Brilio.net - Memasuki akhir bulan November, beberapa wilayah Indonesia mulai diguyur hujan. Untuk pengendara sepeda motor, musim hujan menjadi problem tersendiri. Sebab mereka harus menyiapkan jas hujan serta alas kaki cadangan. Kalau tak siap siaga, ya harus siap-siap kehujanan di tengah jalan.

Ada dua tipe orang yang tidak bawa jas hujan saat kehujanan di jalan. Yang pertama tentu saja bergegas mencari tempat berteduh. Biasanya orang tipe ini akan menunggu hingga hujan benar-benar berhenti sebelum melanjutkan perjalanan.

Meski demikian, ada juga lho pengendara yang nekat menerabas hujan deras meski tak bermodalkan jas hujan. Dengan alasan tujuan sudah dekat, malas menepi sampai sudah kepalang basah. Tapi ada satu lagi tipe pengendara yang lebih parah daripada menerabas hujan deras. Ialah pengendara yang malah keramas di tengah hujan deras. Emangnya ada yang begitu? Ada!

Loading...

Dilansir brilio.net dari cuitan akun @AboutTNG pada Selasa (27/11), terlihat dua pelajar SMKN 5 Kabupaten Tangerang yang berkendara motor tak mengenakan helm pada saat hujan. Mereka cuek saja meski air hujan membasahi seragam keduanya.

"Ada ada saja yang dilakukan siswa dari SMKN 5 Kabupaten Tangerang ini saat menunggu lampu merah ketika kondisi hujan dengan menyampo temannya di perempatan lampu merah Jalan Raya Kukun-Cadas, Rajeg, Kabupaten Tangerang, Senin (26/11/2018)," tulis admin akun @AboutTNG

Tapi ada tingkah absurd yang bikin geleng kepala. Dalam video yang diunggah akun tersebut, terlihat dua pelajar laki-laki ini malah saling mengeramasi rambut satu sama lain. Awalnya siswa pembonceng mengeramasi temannya yang duduk di depan. Setelah busa di rambutnya terlihat banyak, kemudian mereka berganti tempat duduk. Kali ini sang pembonceng yang rambutnya dikeramasi.

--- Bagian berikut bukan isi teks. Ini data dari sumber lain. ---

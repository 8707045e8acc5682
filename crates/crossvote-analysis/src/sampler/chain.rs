//! One Markov chain: NUTS transitions over the whole unconstrained state.
//!
//! Warm-up tunes the step size by dual averaging toward the target
//! acceptance statistic and learns a diagonal metric over doubling windows;
//! each new metric restarts the step-size search. Everything is frozen once
//! warm-up ends.

use rand_xoshiro::Xoshiro256PlusPlus;

use crossvote_core::traits::{Cancellable, CancellationToken};

use super::adapt::{MetricAdaptation, StepSizeAdaptation};
use super::nuts::{Nuts, Point, Transition};
use super::output::{ChainOutput, ChainStats, Draw};
use super::state::ChainState;
use super::SamplerSettings;
use crate::model::density::Transformed;
use crate::model::HierarchicalModel;

/// Post-warm-up transition totals.
#[derive(Debug, Default)]
struct Tally {
    transitions: usize,
    accept_sum: f64,
    depth_sum: usize,
    max_depth_hits: usize,
    leapfrogs: usize,
}

impl Tally {
    fn add(&mut self, transition: &Transition, max_depth: usize) {
        self.transitions += 1;
        self.accept_sum += transition.accept_stat;
        self.depth_sum += transition.depth;
        if transition.depth >= max_depth {
            self.max_depth_hits += 1;
        }
        self.leapfrogs += transition.leapfrogs;
    }

    fn stats(&self, step_size: f64) -> ChainStats {
        let n = self.transitions.max(1) as f64;
        ChainStats {
            step_size,
            mean_accept_stat: self.accept_sum / n,
            mean_tree_depth: self.depth_sum as f64 / n,
            max_depth_hits: self.max_depth_hits,
            leapfrogs: self.leapfrogs,
        }
    }
}

pub(crate) struct Chain<'a> {
    model: &'a HierarchicalModel,
    index: usize,
    state: ChainState,
    rng: Xoshiro256PlusPlus,
    target_accept: f64,
    max_depth: usize,
    workspace: Transformed,
}

impl<'a> Chain<'a> {
    pub(crate) fn new(
        model: &'a HierarchicalModel,
        index: usize,
        state: ChainState,
        rng: Xoshiro256PlusPlus,
        settings: &SamplerSettings,
    ) -> Self {
        Self {
            model,
            index,
            state,
            rng,
            target_accept: settings.target_accept,
            max_depth: settings.max_tree_depth,
            workspace: Transformed::new(model),
        }
    }

    /// Run `warmup` adapting transitions then `draws` recorded ones,
    /// stopping early at a draw boundary if `token` is cancelled.
    pub(crate) fn run(
        mut self,
        warmup: usize,
        draws: usize,
        token: &CancellationToken,
    ) -> ChainOutput {
        let model = self.model;
        let mut output = ChainOutput {
            chain: self.index,
            draws: Vec::with_capacity(draws),
            precinct_sums: vec![0.0; model.precincts() * model.rows() * model.columns()],
            stats: ChainStats::default(),
            warmup_divergences: 0,
            cancelled: false,
        };

        let position = std::mem::take(&mut self.state.position);
        let mut current = Point::new(model, position, &mut self.workspace);
        let mut nuts = Nuts::new(model, self.max_depth);
        let initial_step = nuts.find_reasonable_step_size(&current, &mut self.rng);
        let mut step_adaptation = StepSizeAdaptation::new(self.target_accept, initial_step);
        let mut metric_adaptation = MetricAdaptation::new(model.dimension(), warmup);
        let mut tally = Tally::default();

        for iteration in 0..warmup + draws {
            if token.is_cancelled() {
                tracing::debug!(
                    chain = self.index,
                    iteration,
                    retained = output.draws.len(),
                    "chain cancelled"
                );
                output.cancelled = true;
                break;
            }
            let transition = nuts.transition(&mut current, &mut self.rng);

            if iteration < warmup {
                if transition.diverged {
                    output.warmup_divergences += 1;
                }
                nuts.set_step_size(step_adaptation.update(transition.accept_stat));
                if let Some(inverse_metric) = metric_adaptation.observe(&current.position) {
                    nuts.set_inverse_metric(inverse_metric);
                    let step = nuts.find_reasonable_step_size(&current, &mut self.rng);
                    step_adaptation.restart(step);
                    tracing::trace!(chain = self.index, iteration, step, "metric updated");
                }
                if iteration + 1 == warmup {
                    nuts.set_step_size(step_adaptation.adapted());
                    tracing::debug!(
                        chain = self.index,
                        step_size = nuts.step_size(),
                        divergences = output.warmup_divergences,
                        "warm-up finished"
                    );
                }
                continue;
            }

            tally.add(&transition, self.max_depth);
            output.draws.push(self.record(&current, transition.diverged));
            for (sum, b) in output
                .precinct_sums
                .iter_mut()
                .zip(self.workspace.preferences())
            {
                *sum += b;
            }
        }

        output.stats = tally.stats(nuts.step_size());
        tracing::debug!(
            chain = self.index,
            draws = output.draws.len(),
            divergences = output.divergences(),
            step_size = output.stats.step_size,
            mean_accept_stat = output.stats.mean_accept_stat,
            mean_tree_depth = output.stats.mean_tree_depth,
            max_depth_hits = output.stats.max_depth_hits,
            "chain finished"
        );
        output
    }

    /// Summarize `point`, leaving its transform in the workspace.
    fn record(&mut self, point: &Point, divergent: bool) -> Draw {
        let model = self.model;
        let r_n = model.rows();
        let c_n = model.columns();
        let p_n = model.precincts();
        model.transform(&point.position, &mut self.workspace);
        let t = &self.workspace;

        let mut precinct_mean = vec![0.0; r_n * c_n];
        let mut district = vec![0.0; r_n * c_n];
        for p in 0..p_n {
            for r in 0..r_n {
                let weight = model.row_population(p, r);
                for (c, b) in t.preference(r_n, p, r).iter().enumerate() {
                    precinct_mean[r * c_n + c] += b;
                    district[r * c_n + c] += weight * b;
                }
            }
        }
        let mut typical = Vec::with_capacity(r_n * c_n);
        for r in 0..r_n {
            typical.extend_from_slice(t.typical(r));
        }
        for r in 0..r_n {
            let total = model.row_total(r);
            for c in 0..c_n {
                let i = r * c_n + c;
                precinct_mean[i] /= p_n as f64;
                // No voters in this row anywhere: fall back to the typical vector.
                district[i] = if total > 0.0 {
                    district[i] / total
                } else {
                    typical[i]
                };
            }
        }

        Draw {
            typical,
            log_concentration: (0..r_n)
                .map(|r| point.position[model.concentration_index(r)])
                .collect(),
            precinct_mean,
            district,
            log_density: point.log_density,
            divergent,
        }
    }
}

#[cfg(test)]
mod tests {
    use super::*;
    use crossvote_core::config::ModelConfig;
    use crossvote_core::types::{Precinct, PrecinctSet};
    use rand::SeedableRng;

    fn model() -> HierarchicalModel {
        let precincts = (0..8)
            .map(|i| {
                let x = 0.1 + 0.1 * i as f64;
                let share = 0.8 * x + 0.3 * (1.0 - x);
                Precinct {
                    id: format!("p{i}"),
                    population: 400,
                    row_shares: vec![x, 1.0 - x],
                    column_shares: vec![share, 1.0 - share],
                }
            })
            .collect();
        HierarchicalModel::new(&PrecinctSet::new(precincts).unwrap(), &ModelConfig::default())
    }

    fn run(model: &HierarchicalModel, warmup: usize, draws: usize) -> ChainOutput {
        let mut rng = Xoshiro256PlusPlus::seed_from_u64(21);
        let state = ChainState::dispersed(model, &mut rng);
        let settings = SamplerSettings::default();
        Chain::new(model, 0, state, rng, &settings).run(warmup, draws, &CancellationToken::new())
    }

    #[test]
    fn test_chain_records_every_draw() {
        let model = model();
        let output = run(&model, 100, 50);
        assert_eq!(output.draws.len(), 50);
        assert!(!output.cancelled);
        assert!(output.stats.step_size > 0.0);
        assert!(output.stats.leapfrogs >= 50);
        for draw in &output.draws {
            assert!(draw.log_density.is_finite());
            for row in draw.district.chunks(2) {
                assert!((row.iter().sum::<f64>() - 1.0).abs() < 1e-9);
            }
        }
        let sum: f64 = output.precinct_sums[..2].iter().sum();
        assert!((sum - 50.0).abs() < 1e-6);
    }

    #[test]
    fn test_tally_counts_depth_limit_hits() {
        let mut tally = Tally::default();
        let deep = Transition {
            accept_stat: 0.9,
            depth: 10,
            leapfrogs: 1023,
            diverged: false,
        };
        let shallow = Transition {
            accept_stat: 0.7,
            depth: 3,
            leapfrogs: 7,
            diverged: false,
        };
        tally.add(&deep, 10);
        tally.add(&shallow, 10);
        let stats = tally.stats(0.2);
        assert_eq!(stats.max_depth_hits, 1);
        assert_eq!(stats.leapfrogs, 1030);
        assert!((stats.mean_accept_stat - 0.8).abs() < 1e-12);
        assert!((stats.mean_tree_depth - 6.5).abs() < 1e-12);
    }

    #[test]
    fn test_cancelled_token_stops_before_first_draw() {
        let model = model();
        let mut rng = Xoshiro256PlusPlus::seed_from_u64(2);
        let state = ChainState::dispersed(&model, &mut rng);
        let token = CancellationToken::new();
        token.cancel();
        let output = Chain::new(&model, 0, state, rng, &SamplerSettings::default())
            .run(10, 10, &token);
        assert!(output.cancelled);
        assert!(output.draws.is_empty());
    }
}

BACA JUGA: 20 Tingkah lucu pengendara motor, Indonesia banget

Entah apa alasan di balik tingkah absurd kedua pelajar tersebut. Tapi momen yang terjadi di perempatan lampu merah Jalan Raya Kukun-Cadas pada Senin (26/11) itu pun mendapat perhatian warga setempat dan warganet.

"polos, alami & natural," tulis akun @ahmad_che82soek.

"Mungkin di rumah airnya mati,jadi aji mumpung," ungkap akun @andiwi_andi.

"Pengehamatan Hemat aur dan hewat waktuu," ujar akun @DewiRestiana8.